A lode of conflict in Kenya
Canadian plans to mine titanium have angered farmers who will be displaced, and ecologists.
KWALE, KENYA
Abdullah Suleiman picks up a handful of soil and sieves the grains of sand through fingers calloused by a lifetime of labor. "This is the same soil that has given me and my family our livelihood for many years," says the farmer. "Now it will be the end of us."
Buried within the soil of Mr. Suleiman's farm and others along Kenya's palm-fringed Indian Ocean coastline lies a vast deposit of titanium.
As early as next year, a Canadian mining company, Tiomin Resources, will launch a venture to mine millions of dollars worth of the material, used in pigment manufacture, the aerospace industry, and production of items ranging from golf clubs to pacemakers.
More than 4,000 people will be moved to make way for the operation, which has provoked protests and allegations of corruption, multinational arrogance, and insensitivity to the ecology of one of Africa's leading tourist areas.
"This whole thing is being rushed through without proper care to the rights of the people who live here and without enough thought to what the consequences will be," says Frank Mutua, whose 40-acre farm is one of many that will soon disappear under a bulldozer.
While Tiomin has signed compensation agreements with about 20 percent of the residents - those holding title to their land - squatters on the titanium-rich earth worry that they will end up with nothing. "I have lived here since 1959," says Mr. Mutua. "We didn't even know what a title deed was then.... Now we will lose our land and our income so that some Canadians can become rich."
"We cannot sign agreements with people who have no documents confirming their ownership of the land," counters Francoise Goutier, Tiomin's resident manager in Kenya.
Tiomin president and CEO, J.C. Potvin, says that the company is discussing with the Kenyan government a deal in which the government would expropriate land occupied by the squatters and the company would lease nearby property to which the squatters would be relocated. "We will strive to give them an equivalent parcel," Mr. Potvin says. Those with land deeds are being compensated above market value, Potvin says. "We have made a point that nobody affected by the project will be worse off by the project than they are today."
Critics counter that the mineral value does not figure in the compensation. "I wonder how it is possible to compensate people when you don't know what the real consequences of the project will be," says Elphas Ojiambo, policy research coordinator for the British NGO Action Aid.
Potvin says that Kenyans are being compensated for Kwale's mineral wealth through the 2.5 percent of gross revenues that will go to the government as royalties, plus income taxes.
The project has also drawn fire from environmentalists worried that the mining operation, in a region now suffering from severe drought, will overextend water supplies and make the land unusable once extraction has ceased.

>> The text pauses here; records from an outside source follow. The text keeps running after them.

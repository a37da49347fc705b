//! # 核心编排模块
//!
//! ## 设计思路
//!
//! `ImageProvider` 负责一次请求的完整链路，不直接与任何 UI 框架绑定：
//! 1. 查单槽缓存
//! 2. 未命中时在锁外调用 `CaptureSource::capture`，结果（包括空图）写回缓存
//! 3. 记录缩放前的原始尺寸
//! 4. 按目标框缩放并返回
//!
//! ## 实现思路
//!
//! - 配置通过 `RwLock<ProviderConfig>` 支持运行时切档，单次请求使用同一份快照。
//! - 空图写回缓存后 `get` 不会命中，失败的生成会在下次请求时重试。
//! - 命中/未命中/失败次数用原子计数，方便宿主做诊断。
//! - 记录 `capture/scale/total` 阶段耗时。

use std::sync::atomic::{AtomicU64, Ordering};
use std::sync::{PoisonError, RwLock};
use std::time::Instant;

use super::{
    BoundingBox, CaptureSource, Image, ImageError, ImagePerformanceProfile, ProviderConfig,
    Scaler, SingleSlotCache, Size,
};

/// 一次请求的结果。
#[derive(Debug, Clone, PartialEq, Eq)]
pub struct ProvidedImage {
    /// 缩放后的位图。
    pub image: Image,
    /// 缩放前的原始尺寸。
    pub natural_size: Size,
    /// 本次是否命中缓存。
    pub cache_hit: bool,
}

/// 请求计数快照。
#[derive(Debug, Clone, Copy, PartialEq, Eq, Default)]
pub struct ProviderStats {
    pub hits: u64,
    pub misses: u64,
    pub failed_captures: u64,
}

#[derive(Default)]
struct Counters {
    hits: AtomicU64,
    misses: AtomicU64,
    failed_captures: AtomicU64,
}

/// 图像提供器。
///
/// 由宿主创建并独占持有，随宿主引擎一起销毁；内部缓存随之释放。
pub struct ImageProvider<S> {
    source: S,
    cache: SingleSlotCache,
    config: RwLock<ProviderConfig>,
    counters: Counters,
}

impl<S: CaptureSource> ImageProvider<S> {
    /// 使用默认配置创建提供器。
    ///
    /// # 示例
    /// ```rust
    /// use capture_provider::image_provider::{BoundingBox, CaptureStore, ImageProvider};
    ///
    /// let provider = ImageProvider::new(CaptureStore::new());
    /// let provided = provider.request_image("preview", BoundingBox::unbounded());
    /// assert!(provided.image.is_empty());
    /// ```
    pub fn new(source: S) -> Self {
        Self {
            source,
            cache: SingleSlotCache::new(),
            config: RwLock::new(ProviderConfig::default()),
            counters: Counters::default(),
        }
    }

    /// 使用自定义配置创建提供器。
    pub fn with_config(source: S, config: ProviderConfig) -> Result<Self, ImageError> {
        config.validate()?;
        let provider = Self::new(source);
        *provider.config.write().unwrap_or_else(PoisonError::into_inner) = config;
        Ok(provider)
    }

    /// 处理主入口：查缓存 → 生成 → 写回 → 缩放。
    pub fn request_image(&self, id: &str, requested: BoundingBox) -> ProvidedImage {
        let scaler = Scaler::new(self.config_snapshot()).unwrap_or_else(|err| {
            log::warn!("⚠️ 配置无效，改用默认缩放配置：{}", err);
            Scaler::default()
        });
        let total_start = Instant::now();

        let (source, cache_hit) = match self.cache.get(id) {
            Some(cached) => {
                self.counters.hits.fetch_add(1, Ordering::Relaxed);
                log::debug!("♻️ 缓存命中 - id: {}", id);
                (cached, true)
            }
            None => {
                self.counters.misses.fetch_add(1, Ordering::Relaxed);
                let capture_start = Instant::now();
                let captured = self.source.capture(id);
                let capture_elapsed = capture_start.elapsed();

                if captured.is_empty() {
                    self.counters.failed_captures.fetch_add(1, Ordering::Relaxed);
                    log::info!("图片生成失败，返回空图 - id: {}", id);
                } else {
                    log::info!(
                        "📸 生成图片 - id: {} 尺寸: {}x{} capture={}ms",
                        id,
                        captured.width(),
                        captured.height(),
                        capture_elapsed.as_millis()
                    );
                }

                self.cache.set(id, captured.clone());
                (captured, false)
            }
        };

        let natural_size = Size::from(source.dimensions());

        let scale_start = Instant::now();
        let image = scaler.scale(&source, requested);
        log::debug!(
            "✅ 请求完成 - id: {} natural={}x{} output={}x{} scale={}ms total={}ms",
            id,
            natural_size.width,
            natural_size.height,
            image.width(),
            image.height(),
            scale_start.elapsed().as_millis(),
            total_start.elapsed().as_millis()
        );

        ProvidedImage {
            image,
            natural_size,
            cache_hit,
        }
    }

    /// 丢弃缓存内容，下一次请求必定重新生成。
    pub fn invalidate(&self) {
        self.cache.clear();
    }

    /// 当前缓存中的 id。
    pub fn cached_id(&self) -> Option<String> {
        self.cache.current_id()
    }

    pub fn stats(&self) -> ProviderStats {
        ProviderStats {
            hits: self.counters.hits.load(Ordering::Relaxed),
            misses: self.counters.misses.load(Ordering::Relaxed),
            failed_captures: self.counters.failed_captures.load(Ordering::Relaxed),
        }
    }

    pub fn source(&self) -> &S {
        &self.source
    }

    /// 获取配置快照。
    pub fn config_snapshot(&self) -> ProviderConfig {
        self.config
            .read()
            .unwrap_or_else(PoisonError::into_inner)
            .clone()
    }

    /// 整体替换配置。
    pub fn set_config(&self, config: ProviderConfig) -> Result<(), ImageError> {
        config.validate()?;
        *self.config.write().unwrap_or_else(PoisonError::into_inner) = config;
        Ok(())
    }

    /// 设置性能档位。
    pub fn set_performance_profile(&self, profile: ImagePerformanceProfile) {
        let mut config = self.config.write().unwrap_or_else(PoisonError::into_inner);
        config.apply_performance_profile(profile);

        log::info!(
            "⚙️ 已切换图片性能档位：{:?}（filter={:?}, fast_resize={}）",
            profile,
            config.resize_filter,
            config.fast_resize
        );
    }

    /// 获取当前生效档位。
    pub fn get_performance_profile(&self) -> ImagePerformanceProfile {
        self.config
            .read()
            .unwrap_or_else(PoisonError::into_inner)
            .infer_performance_profile()
    }
}
// Property tests for the scaling policy.
use capture_provider::image_provider::{scale, target_size, BoundingBox, Image, Size};
use proptest::prelude::*;

fn blank(width: u32, height: u32) -> Image {
    Image::from_rgba(width, height, vec![90; (width * height * 4) as usize])
        .expect("valid test image")
}

proptest! {
    #![proptest_config(ProptestConfig::with_cases(256))]

    #[test]
    fn fit_stays_inside_box_and_keeps_aspect(
        sw in 1u32..4000,
        sh in 1u32..4000,
        bw in 1u32..2000,
        bh in 1u32..2000,
    ) {
        let target = target_size(Size::new(sw, sh), BoundingBox::fit(bw, bh))
            .expect("fit always yields a target");

        prop_assert!(target.width <= bw);
        prop_assert!(target.height <= bh);
        prop_assert!(target.width == bw || target.height == bh);

        // Aspect ratio within one pixel of rounding on the derived side.
        let expected_w = target.height as f64 * sw as f64 / sh as f64;
        let expected_h = target.width as f64 * sh as f64 / sw as f64;
        prop_assert!(
            (target.width as f64 - expected_w).abs() <= 1.0
                || (target.height as f64 - expected_h).abs() <= 1.0
        );
    }

    #[test]
    fn width_only_matches_rounded_formula(
        sw in 1u32..4000,
        sh in 1u32..4000,
        w in 1u32..2000,
    ) {
        let target = target_size(Size::new(sw, sh), BoundingBox::width_only(w))
            .expect("width constraint yields a target");

        let expected = ((sh as f64 * w as f64 / sw as f64).round() as u32).max(1);
        prop_assert_eq!(target, Size::new(w, expected));
    }

    #[test]
    fn height_only_is_symmetric_to_width_only(
        sw in 1u32..4000,
        sh in 1u32..4000,
        h in 1u32..2000,
    ) {
        let by_height = target_size(Size::new(sw, sh), BoundingBox::height_only(h))
            .expect("height constraint yields a target");
        let mirrored = target_size(Size::new(sh, sw), BoundingBox::width_only(h))
            .expect("width constraint yields a target");

        prop_assert_eq!(by_height, Size::new(mirrored.height, mirrored.width));
    }

    #[test]
    fn non_positive_request_is_a_copy(
        w in 1u32..64,
        h in 1u32..64,
        rw in -5i32..=0,
        rh in -5i32..=0,
    ) {
        let src = blank(w, h);
        let out = scale(&src, BoundingBox::from_requested(rw, rh));
        prop_assert_eq!(out, src);
    }

    #[test]
    fn scaled_output_has_target_dimensions(
        w in 1u32..96,
        h in 1u32..96,
        bw in 1u32..128,
        bh in 1u32..128,
    ) {
        let requested = BoundingBox::fit(bw, bh);
        let out = scale(&blank(w, h), requested);
        let target = target_size(Size::new(w, h), requested).expect("target");

        prop_assert_eq!(Size::from(out.dimensions()), target);
        prop_assert_eq!(out.as_bytes().len(), (target.width * target.height * 4) as usize);
    }
}

#[test]
fn documented_examples() {
    assert_eq!(
        target_size(Size::new(1920, 1080), BoundingBox::fit(400, 400)),
        Some(Size::new(400, 225))
    );
    assert_eq!(
        target_size(Size::new(800, 600), BoundingBox::from_requested(400, 0)),
        Some(Size::new(400, 300))
    );
    assert_eq!(target_size(Size::new(800, 600), BoundingBox::unbounded()), None);
    assert_eq!(target_size(Size::new(0, 600), BoundingBox::fit(10, 10)), None);
}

But, according to Potvin, "There's more than enough water. We have quantified that."
Potvin says that after the 14 to 19 years of mining, the land would be returned to its former residents. He describes the mineral sands extraction process as ecologically friendly, "basically a large-scale, earth-moving operation" which ends with rehabilitation of the land.
Potvin says the project will create about 1,000 jobs in the two-year construction phase, 200-300 long-term jobs, and up to 1,000 jobs indirectly. Critics call this scant benefit to Kenya and note that most of the $150 million it will cost Tiomin to get the project going will be spent outside the country.
One of the ecological bones of contention is the port Tiomin has chosen for shipping the titanium. Shimoni, selected for its natural deep channel, is located on a quiet fishing bay in the area of some of Kenya's finest coral and marine life. Potvin says there is no coral in the channel and that the marine park is 35 kilometers away.
As required under Kenyan law, Tiomin carried out an Environmental Impact Assessment. But, according to The World Conservation Union, the evaluation was not independent and overlooks many environmental concerns. The conservation union's report disputes Tiomin's claim that the risk of a shipping accident at Shimoni is "very unlikely."
The project has also drawn accusations of corruption and pay-offs to senior Kenyan government officials. According to a local newspaper report, investigators hired by a group of Islamic leaders on the coast claim that they unearthed evidence of millions of shillings paid to top government officials to ensure that the project goes ahead.
Potvin rejects that allegation, saying, "There were no bribes."
Some local residents say they are offended by the mining company's manner. "What annoys me most," says Mr. Mutua, "is the arrogant way in which they are dealing with us. This whole project is just an exercise in making other people rich. We call it new colonialism."